- Instructions to follow: Here is a listing; work out how many of its lines contain the word "parameters", and state only that number.

- Material for the task:
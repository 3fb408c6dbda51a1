/// Battle configuration constants and tunable parameters.
#[derive(Clone, Debug, PartialEq, Eq)]
#[cfg_attr(feature = "serde", derive(serde::Serialize, serde::Deserialize))]
pub struct BattleConfig {
    pub grid_width: u32,
    pub grid_height: u32,
}

impl BattleConfig {
    // ===== compile-time constants used as type parameters =====
    /// Maximum cards a player can hold; draws past this discard.
    pub const MAX_HAND_SIZE: usize = 6;

    // ===== rule constants =====
    pub const STARTING_GOLD: i32 = 100;
    /// Gold paid to the owner of a hero that kills an enemy hero.
    pub const HERO_KILL_BOUNTY: i32 = 50;
    /// Experience granted per kill.
    pub const XP_PER_KILL: u32 = 50;
    /// Experience required per hero level.
    pub const XP_PER_LEVEL: u32 = 100;
    pub const MAX_HERO_LEVEL: u8 = 5;
    /// Gold granted by a gold rune.
    pub const GOLD_RUNE_VALUE: i32 = 50;
    /// Health restored by a regeneration rune.
    pub const REGENERATION_RUNE_HEAL: i32 = 8;
    /// Move points granted by a haste rune while its modifier lasts.
    pub const HASTE_RUNE_MOVE_BONUS: i32 = 2;
    /// Turns a haste rune's modifier lasts.
    pub const HASTE_RUNE_DURATION: u8 = 2;

    // ===== runtime-tunable defaults =====
    pub const DEFAULT_GRID_WIDTH: u32 = 12;
    pub const DEFAULT_GRID_HEIGHT: u32 = 12;

    pub fn new() -> Self {
        Self {
            grid_width: Self::DEFAULT_GRID_WIDTH,
            grid_height: Self::DEFAULT_GRID_HEIGHT,
        }
    }

    pub fn with_grid(grid_width: u32, grid_height: u32) -> Self {
        Self {
            grid_width,
            grid_height,
        }
    }
}

impl Default for BattleConfig {
    fn default() -> Self {
        Self::new()
    }
}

- Result for this task: 2